These values, which are based on and apply to magnesium supplementation, i.e. on top of normal dietary intake of magnesium from its presence in food and bevereages, can be converted into the respective NOAEL and LOAEL values of 14.5 and 21.1 mg/kg bw/day for magnesium carbonate. - Executive summary:
This document is an official opinion of the SCF (Scientific Committee on Food of the European Commission) on derivation of a tolerable upper intake level of magnesium compounds, including all easily dissociable magnesium salts (also compounds becoming readily dissociable after the reaction with gastric hydrochloric acid). Different aspects of oral magnesium supplementation are critically reviewed on the basis of different chapters: Nutritional background, Biological considerations, Hazard identification, Dose-response assessment, Derivation of a tolerable upper intake level, and Characterisation of risk.
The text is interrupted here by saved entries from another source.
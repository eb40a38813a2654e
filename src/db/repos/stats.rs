use crate::db::models::{CheckInStatistics, FeedEntry, FeedFilter, StatsScope};
use crate::db::repos::checkins::{DEFAULT_PAGE_SIZE, MAX_PAGE_SIZE};
use crate::db::DbPool;
use crate::error::AppError;

/// Aggregate counters over check-ins in scope. Escalated cycles count toward
/// the non-responded side of the response rate; a zero-row scope reports a
/// rate of 0.0 rather than dividing by zero.
pub fn statistics(pool: &DbPool, scope: &StatsScope) -> Result<CheckInStatistics, AppError> {
    let mut sql = String::from(
        "SELECT
           COUNT(*) AS total,
           SUM(CASE WHEN c.status = 'pending' THEN 1 ELSE 0 END) AS pending,
           SUM(CASE WHEN c.status = 'responded' THEN 1 ELSE 0 END) AS responded,
           SUM(CASE WHEN c.status = 'skipped' THEN 1 ELSE 0 END) AS skipped,
           SUM(CASE WHEN c.status = 'expired' THEN 1 ELSE 0 END) AS expired,
           SUM(CASE WHEN c.status = 'escalated' THEN 1 ELSE 0 END) AS escalated,
           AVG(CASE WHEN c.status = 'responded' AND c.responded_at IS NOT NULL
                    THEN (julianday(c.responded_at) - julianday(c.scheduled_at)) * 1440.0
               END) AS avg_response_minutes,
           SUM(CASE WHEN c.friction_detected = 1 THEN 1 ELSE 0 END) AS friction
         FROM checkins c WHERE 1=1",
    );
    let mut param_values: Vec<Box<dyn rusqlite::types::ToSql>> = Vec::new();
    let mut idx = 1u32;

    if let Some(ref user_id) = scope.user_id {
        sql.push_str(&format!(" AND c.user_id = ?{idx}"));
        param_values.push(Box::new(user_id.clone()));
        idx += 1;
    }
    if let Some(ref team_id) = scope.team_id {
        sql.push_str(&format!(
            " AND EXISTS (SELECT 1 FROM tasks t WHERE t.id = c.task_id AND t.team_id = ?{idx})"
        ));
        param_values.push(Box::new(team_id.clone()));
        idx += 1;
    }
    if let Some(days) = scope.days {
        if days < 1 {
            return Err(AppError::Validation("days must be at least 1".into()));
        }
        let cutoff = (chrono::Utc::now() - chrono::Duration::days(days)).to_rfc3339();
        sql.push_str(&format!(" AND c.scheduled_at >= ?{idx}"));
        param_values.push(Box::new(cutoff));
    }

    let conn = pool.get()?;
    let params_ref: Vec<&dyn rusqlite::types::ToSql> =
        param_values.iter().map(|p| p.as_ref()).collect();
    let stats = conn.query_row(&sql, params_ref.as_slice(), |row| {
        let total: i64 = row.get("total")?;
        let responded: i64 = row.get::<_, Option<i64>>("responded")?.unwrap_or(0);
        let response_rate = if total > 0 {
            responded as f64 / total as f64 * 100.0
        } else {
            0.0
        };
        Ok(CheckInStatistics {
            total,
            pending: row.get::<_, Option<i64>>("pending")?.unwrap_or(0),
            responded,
            skipped: row.get::<_, Option<i64>>("skipped")?.unwrap_or(0),
            expired: row.get::<_, Option<i64>>("expired")?.unwrap_or(0),
            escalated: row.get::<_, Option<i64>>("escalated")?.unwrap_or(0),
            response_rate,
            avg_response_time_minutes: row.get("avg_response_minutes")?,
            friction_count: row.get::<_, Option<i64>>("friction")?.unwrap_or(0),
        })
    })?;
    Ok(stats)
}

/// Manager-facing feed: check-ins joined with subject names, newest first,
/// each annotated with whether it needs attention and why.
pub fn manager_feed(pool: &DbPool, filter: &FeedFilter, now: &str) -> Result<Vec<FeedEntry>, AppError> {
    let mut sql = String::from(
        "SELECT c.*, u.name AS user_name, t.title AS task_title
         FROM checkins c
         JOIN users u ON u.id = c.user_id
         JOIN tasks t ON t.id = c.task_id
         WHERE 1=1",
    );
    let mut param_values: Vec<Box<dyn rusqlite::types::ToSql>> = Vec::new();
    let mut idx = 1u32;

    if let Some(ref manager_id) = filter.manager_id {
        sql.push_str(&format!(" AND u.manager_id = ?{idx}"));
        param_values.push(Box::new(manager_id.clone()));
        idx += 1;
    }
    if filter.needs_attention.unwrap_or(false) {
        sql.push_str(&format!(
            " AND (c.escalated = 1 OR c.friction_detected = 1
               OR (c.status = 'pending' AND c.expires_at IS NOT NULL AND c.expires_at <= ?{idx}))"
        ));
        param_values.push(Box::new(now.to_string()));
        idx += 1;
    }

    let limit = filter
        .limit
        .unwrap_or(DEFAULT_PAGE_SIZE)
        .clamp(1, MAX_PAGE_SIZE);
    let skip = filter.skip.unwrap_or(0).max(0);
    sql.push_str(&format!(
        " ORDER BY c.scheduled_at DESC LIMIT ?{idx} OFFSET ?{}",
        idx + 1
    ));
    param_values.push(Box::new(limit));
    param_values.push(Box::new(skip));

    let conn = pool.get()?;
    let mut stmt = conn.prepare(&sql)?;
    let params_ref: Vec<&dyn rusqlite::types::ToSql> =
        param_values.iter().map(|p| p.as_ref()).collect();
    let now_owned = now.to_string();
    let rows = stmt.query_map(params_ref.as_slice(), move |row| {
        let checkin = crate::db::repos::checkins::row_to_checkin(row)?;
        let overdue = checkin.status == crate::db::models::CheckInStatus::Pending
            && checkin
                .expires_at
                .as_deref()
                .map(|e| e <= now_owned.as_str())
                .unwrap_or(false);
        let attention_reason = if checkin.escalated {
            Some("escalated".to_string())
        } else if checkin.friction_detected {
            Some("friction detected".to_string())
        } else if overdue {
            Some("overdue".to_string())
        } else {
            None
        };
        Ok(FeedEntry {
            user_name: row.get("user_name")?,
            task_title: row.get("task_title")?,
            needs_attention: attention_reason.is_some(),
            attention_reason,
            checkin,
        })
    })?;
    rows.collect::<Result<Vec<_>, _>>().map_err(AppError::Database)
}

#[cfg(test)]
mod tests {
    use super::*;
    use crate::db::init_test_db;
    use crate::db::models::{RespondInput, TriggerOrigin};
    use crate::db::repos::checkins;
    use crate::db::repos::subjects::test_helpers::{seed_task, seed_user};

    fn respond_ok() -> RespondInput {
        RespondInput {
            progress_indicator: "on_track".into(),
            ..Default::default()
        }
    }

    fn seed_cycle(
        pool: &crate::db::DbPool,
        task: &str,
        user: &str,
        scheduled: &str,
        outcome: &str,
    ) {
        let c = checkins::create(
            pool,
            task,
            user,
            TriggerOrigin::Scheduled,
            scheduled,
            Some("2026-03-09T00:00:00+00:00"),
        )
        .unwrap();
        match outcome {
            "responded" => {
                checkins::mark_responded(pool, &c.id, &respond_ok(), false, "2026-03-02T10:00:00+00:00")
                    .unwrap();
            }
            "skipped" => {
                checkins::mark_skipped(pool, &c.id, None, "2026-03-02T10:00:00+00:00").unwrap();
            }
            "expired" => {
                checkins::mark_expired(pool, &c.id, "2026-03-02T10:00:00+00:00").unwrap();
            }
            "escalated" => {
                checkins::mark_escalated(pool, &c.id, "manual", None, "2026-03-02T10:00:00+00:00")
                    .unwrap();
            }
            _ => {}
        }
    }

    #[test]
    fn test_statistics_counts_and_rate() {
        let pool = init_test_db().unwrap();
        let user = seed_user(&pool, "u1", None, "UTC");
        let task = seed_task(&pool, "t1", &user, "2026-03-01T08:00:00+00:00");

        seed_cycle(&pool, &task, &user, "2026-03-02T09:00:00+00:00", "responded");
        seed_cycle(&pool, &task, &user, "2026-03-03T09:00:00+00:00", "skipped");
        seed_cycle(&pool, &task, &user, "2026-03-04T09:00:00+00:00", "expired");
        seed_cycle(&pool, &task, &user, "2026-03-05T09:00:00+00:00", "escalated");

        let stats = statistics(&pool, &StatsScope::default()).unwrap();
        assert_eq!(stats.total, 4);
        assert_eq!(stats.responded, 1);
        assert_eq!(stats.skipped, 1);
        assert_eq!(stats.expired, 1);
        assert_eq!(stats.escalated, 1);
        assert!((stats.response_rate - 25.0).abs() < 1e-9);
        // 09:00 -> 10:00 response on the one responded cycle
        let avg = stats.avg_response_time_minutes.unwrap();
        assert!((avg - 60.0).abs() < 0.5);
    }

    #[test]
    fn test_statistics_empty_scope() {
        let pool = init_test_db().unwrap();
        let stats = statistics(&pool, &StatsScope::default()).unwrap();
        assert_eq!(stats.total, 0);
        assert_eq!(stats.response_rate, 0.0);
        assert!(stats.avg_response_time_minutes.is_none());
    }

    #[test]
    fn test_statistics_scoped_by_user() {
        let pool = init_test_db().unwrap();
        let u1 = seed_user(&pool, "u1", None, "UTC");
        let u2 = seed_user(&pool, "u2", None, "UTC");
        let t1 = seed_task(&pool, "t1", &u1, "2026-03-01T08:00:00+00:00");
        let t2 = seed_task(&pool, "t2", &u2, "2026-03-01T08:00:00+00:00");
        seed_cycle(&pool, &t1, &u1, "2026-03-02T09:00:00+00:00", "responded");
        seed_cycle(&pool, &t2, &u2, "2026-03-02T09:00:00+00:00", "skipped");

        let stats = statistics(
            &pool,
            &StatsScope {
                user_id: Some(u1),
                ..Default::default()
            },
        )
        .unwrap();
        assert_eq!(stats.total, 1);
        assert_eq!(stats.responded, 1);
    }

    #[test]
    fn test_feed_attention_annotations() {
        let pool = init_test_db().unwrap();
        let mgr = seed_user(&pool, "mgr", None, "UTC");
        let user = seed_user(&pool, "u1", Some(&mgr), "UTC");
        let task = seed_task(&pool, "t1", &user, "2026-03-01T08:00:00+00:00");

        // overdue pending
        checkins::create(
            &pool,
            &task,
            &user,
            TriggerOrigin::Scheduled,
            "2026-03-02T09:00:00+00:00",
            Some("2026-03-02T13:00:00+00:00"),
        )
        .unwrap();

        let now = "2026-03-02T14:00:00+00:00";
        let feed = manager_feed(
            &pool,
            &FeedFilter {
                manager_id: Some(mgr.clone()),
                ..Default::default()
            },
            now,
        )
        .unwrap();
        assert_eq!(feed.len(), 1);
        assert!(feed[0].needs_attention);
        assert_eq!(feed[0].attention_reason.as_deref(), Some("overdue"));
        assert_eq!(feed[0].user_name, "User u1");

        // not yet overdue: no attention flag
        let early = manager_feed(
            &pool,
            &FeedFilter {
                manager_id: Some(mgr.clone()),
                ..Default::default()
            },
            "2026-03-02T10:00:00+00:00",
        )
        .unwrap();
        assert!(!early[0].needs_attention);

        // attention-only filter hides clean rows
        let filtered = manager_feed(
            &pool,
            &FeedFilter {
                manager_id: Some(mgr),
                needs_attention: Some(true),
                ..Default::default()
            },
            "2026-03-02T10:00:00+00:00",
        )
        .unwrap();
        assert!(filtered.is_empty());
    }

    #[test]
    fn test_feed_scoped_to_manager() {
        let pool = init_test_db().unwrap();
        let mgr_a = seed_user(&pool, "mgr_a", None, "UTC");
        let mgr_b = seed_user(&pool, "mgr_b", None, "UTC");
        let u1 = seed_user(&pool, "u1", Some(&mgr_a), "UTC");
        let u2 = seed_user(&pool, "u2", Some(&mgr_b), "UTC");
        let t1 = seed_task(&pool, "t1", &u1, "2026-03-01T08:00:00+00:00");
        let t2 = seed_task(&pool, "t2", &u2, "2026-03-01T08:00:00+00:00");
        seed_cycle(&pool, &t1, &u1, "2026-03-02T09:00:00+00:00", "responded");
        seed_cycle(&pool, &t2, &u2, "2026-03-02T09:00:00+00:00", "responded");

        let feed = manager_feed(
            &pool,
            &FeedFilter {
                manager_id: Some(mgr_a),
                ..Default::default()
            },
            "2026-03-02T10:00:00+00:00",
        )
        .unwrap();
        assert_eq!(feed.len(), 1);
        assert_eq!(feed[0].user_name, "User u1");
    }
}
The review of 19 differentially conducted studies (including children, pregnant women, hypertensive and cardiac patients as well as volunteers) revealed that mild diarrhoea can be taken as the most sensitive non-desirable effect if Mg supplements are taken orally. From the data presented it can be concluded that mild diarrhoea occurs in a small percentage of adult subjects at supplementary oral doses of about 365 mg Mg per day, hence presenting the LOAEL. No laxative effects have been observed in adult men and women – also during pregnancy and lactation – at supplementary doses up to 250 mg Mg per day. Therefore, this dose is considered as being the no-observed-adverse-effect level (NOAEL). Toxic hypermagnesaemia, presenting e.g. with hypotension or muscular weakness, is only seen at oral Mg doses greater than 2,500 mg, i.e. doses exceeding the derived NOAEL by a factor of more than 10.
As all easily dissociable magnesium salts are included in this opinion, these values can also be applied to magnesium carbonate. It is therefore legitimate to derive a NOAEL/LOAEL for oral intake of magnesium carbonate from these data. Based on dose conversion of the magnesium data, the NOAEL and LOAEL for magnesium carbonate are 14.5 and 21.1 mg/kg bw/day, respectively.
The SCF UL of 250 mg Mg/day is based on and applies to magnesium supplementation, i.e. intake on top of normal dietary intake of magnesium from its presence in food and beverages. The NOAEL of 14.5 mg/kg bw/day for magnesium carbonate should therefore be viewed accordingly.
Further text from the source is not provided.